■ PROBLEM TO SOLVE ■
Using the listing below, please gather every line containing the word "bool".

■ DATA TO EXAMINE ■

//! Keyword classification of a customer's turn.
//!
//! Customers write in Bengali script, romanised Bengali ("Banglish") and English, often
//! mixed in one message, so matching works on whitespace tokens and short phrases rather
//! than on a grammar. The classifier only signals intent; deciding whether the order is
//! ready to act on is left to the caller.

use serde::{Deserialize, Serialize};

#[derive(Clone, Copy, Debug, PartialEq, Eq, Hash, Serialize, Deserialize)]
#[serde(rename_all = "snake_case")]
pub enum Intent {
    Confirm,
    Delay,
    Deny,
    Neutral,
}

const CONFIRM_WORDS: &[&str] = &[
    "confirm",
    "confirmed",
    "conform",
    "ok",
    "okay",
    "okk",
    "yes",
    "yep",
    "ji",
    "jii",
    "haan",
    "hae",
    "done",
    "কনফার্ম",
    "ওকে",
    "হ্যাঁ",
    "হ্যা",
    "জি",
    "জ্বি",
];

const CONFIRM_PHRASES: &[&str] =
    &["thik ache", "thik ase", "ঠিক আছে", "order koren", "অর্ডার করেন", "দিয়ে দিন", "diye den"];

const CONFIRM_EMOJI: &[&str] = &["👍", "✅", "👌", "🆗"];

const DELAY_WORDS: &[&str] =
    &["pore", "later", "wait", "porer", "kal", "kalke", "পরে", "পরের", "কাল", "কালকে", "অপেক্ষা"];

const DELAY_PHRASES: &[&str] =
    &["ektu pore", "একটু পরে", "pore janabo", "পরে জানাবো", "pore bolbo", "পরে বলব", "not now"];

/// Tokens that may appear in a whole-message refusal.
const DENY_VOCABULARY: &[&str] = &[
    "না", "no", "na", "nah", "nope", "nai", "nei", "নাই", "নেই", "লাগবে", "lagbe", "চাই", "chai",
    "দরকার", "dorkar", "thanks", "ধন্যবাদ", "vai", "ভাই", "apu", "আপু",
];

/// At least one of these must be present for a refusal.
const DENY_MARKERS: &[&str] = &["না", "no", "na", "nah", "nope", "nai", "nei", "নাই", "নেই"];

const CANCEL_WORDS: &[&str] =
    &["cancel", "canceled", "cancelled", "বাতিল", "ক্যানসেল", "ক্যান্সেল", "batil"];

/// Confirmation is checked first and wins anywhere in the text, then deferral, then a
/// message made up entirely of refusal words.
pub fn classify(text: &str) -> Intent {
    let normalized = normalize(text);
    let tokens = tokens(&normalized);

    if CONFIRM_EMOJI.iter().any(|emoji| text.contains(emoji))
        || has_any_token(&tokens, CONFIRM_WORDS)
        || has_any_phrase(&normalized, CONFIRM_PHRASES)
    {
        return Intent::Confirm;
    }

    if has_any_token(&tokens, DELAY_WORDS) || has_any_phrase(&normalized, DELAY_PHRASES) {
        return Intent::Delay;
    }

    if is_refusal(&tokens) {
        return Intent::Deny;
    }

    Intent::Neutral
}

/// Explicit order cancellation, checked before intent classification.
pub fn is_cancellation(text: &str) -> bool {
    has_any_token(&tokens(&normalize(text)), CANCEL_WORDS)
}

fn is_refusal(tokens: &[&str]) -> bool {
    !tokens.is_empty()
        && tokens.iter().all(|token| DENY_VOCABULARY.contains(token))
        && tokens.iter().any(|token| DENY_MARKERS.contains(token))
}

fn normalize(text: &str) -> String {
    text.split_whitespace()
        .map(|token| token.trim_matches(is_separator))
        .filter(|token| !token.is_empty())
        .collect::<Vec<_>>()
        .join(" ")
        .to_lowercase()
}

fn is_separator(ch: char) -> bool {
    ch.is_ascii_punctuation() || matches!(ch, '।' | '…' | '“' | '”' | '‘' | '’')
}

fn tokens(normalized: &str) -> Vec<&str> {
    normalized.split(' ').filter(|token| !token.is_empty()).collect()
}

fn has_any_token(tokens: &[&str], words: &[&str]) -> bool {
    tokens.iter().any(|token| words.contains(token))
}

fn has_any_phrase(normalized: &str, phrases: &[&str]) -> bool {
    let padded = format!(" {normalized} ");
    phrases.iter().any(|phrase| padded.contains(&format!(" {phrase} ")))
}
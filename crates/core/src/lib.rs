pub mod audit;
pub mod commerce;
pub mod config;
pub mod domain;
pub mod errors;
pub mod flows;
pub mod intent;

pub use commerce::{Catalog, PricedOrder, ReservationFailure, ReservationPlan, StockMutation};
pub use domain::chat::{ChatMessage, ChatRole};
pub use domain::conversation::{
    CoalescedTurn, ConversationKey, CustomerId, InboundEvent, MerchantId,
};
pub use domain::merchant::{BotSettings, MerchantProfile};
pub use domain::order::{OrderId, OrderLine, OrderRecord, OrderStatus};
pub use domain::product::{CatalogProduct, ProductId};
pub use domain::session::{
    BusinessIdentity, Extraction, LineItem, MergeOutcome, OrderSession, SessionField,
};
pub use errors::{ApplicationError, DomainError, FailureClass, InterfaceError};
pub use flows::{TurnContext, TurnDecision, TurnEngine};
pub use intent::Intent;
use std::fmt;

use chrono::{DateTime, Utc};
use serde::{Deserialize, Serialize};

/// Page (merchant) identifier as issued by the messaging platform.
#[derive(Clone, Debug, PartialEq, Eq, Hash, PartialOrd, Ord, Serialize, Deserialize)]
pub struct MerchantId(pub String);

/// Page-scoped customer identifier.
#[derive(Clone, Debug, PartialEq, Eq, Hash, PartialOrd, Ord, Serialize, Deserialize)]
pub struct CustomerId(pub String);

/// The (merchant, customer) pair that scopes debouncing and the order session.
#[derive(Clone, Debug, PartialEq, Eq, Hash, PartialOrd, Ord, Serialize, Deserialize)]
pub struct ConversationKey {
    pub merchant_id: MerchantId,
    pub customer_id: CustomerId,
}

impl ConversationKey {
    pub fn new(merchant_id: impl Into<String>, customer_id: impl Into<String>) -> Self {
        Self {
            merchant_id: MerchantId(merchant_id.into()),
            customer_id: CustomerId(customer_id.into()),
        }
    }
}

impl fmt::Display for ConversationKey {
    fn fmt(&self, f: &mut fmt::Formatter<'_>) -> fmt::Result {
        write!(f, "{}:{}", self.merchant_id.0, self.customer_id.0)
    }
}

#[derive(Clone, Debug, PartialEq, Eq, Serialize, Deserialize)]
pub struct InboundEvent {
    pub key: ConversationKey,
    pub event_id: String,
    pub text: String,
    pub received_at: DateTime<Utc>,
}

/// All messages one customer sent within a single quiet window, in arrival order.
#[derive(Clone, Debug, PartialEq, Eq, Serialize, Deserialize)]
pub struct CoalescedTurn {
    pub key: ConversationKey,
    pub event_ids: Vec<String>,
    pub texts: Vec<String>,
}

impl CoalescedTurn {
    pub fn joined_text(&self) -> String {
        self.texts.join(" ")
    }

    /// The first event id of the turn doubles as its correlation id in logs.
    pub fn correlation_id(&self) -> &str {
        self.event_ids.first().map(String::as_str).unwrap_or("unknown")
    }
}

#[cfg(test)]
mod tests {
    use super::{CoalescedTurn, ConversationKey};

    #[test]
    fn joined_text_preserves_arrival_order() {
        let turn = CoalescedTurn {
            key: ConversationKey::new("page-1", "psid-1"),
            event_ids: vec!["m1".to_string(), "m2".to_string()],
            texts: vec!["amar naam Rahim".to_string(), "01711000000".to_string()],
        };

        assert_eq!(turn.joined_text(), "amar naam Rahim 01711000000");
        assert_eq!(turn.correlation_id(), "m1");
        assert_eq!(turn.key.to_string(), "page-1:psid-1");
    }
}
use std::process::ExitCode;

fn main() -> ExitCode {
    match dokan_cli::run() {
        Ok(code) => code,
        Err(error) => {
            // clap renders its own help and usage errors
            if let Some(clap_error) = error.downcast_ref::<clap::Error>() {
                let _ = clap_error.print();
                return ExitCode::from(clap_error.exit_code() as u8);
            }
            eprintln!("dokan: {error:#}");
            ExitCode::FAILURE
        }
    }
}
pub mod chat;
pub mod conversation;
pub mod merchant;
pub mod order;
pub mod product;
pub mod session;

■ ANSWER FOR THIS EXERCISE ■
pub fn is_cancellation(text: &str) -> bool {
fn is_refusal(tokens: &[&str]) -> bool {
fn is_separator(ch: char) -> bool {
fn has_any_token(tokens: &[&str], words: &[&str]) -> bool {
fn has_any_phrase(normalized: &str, phrases: &[&str]) -> bool {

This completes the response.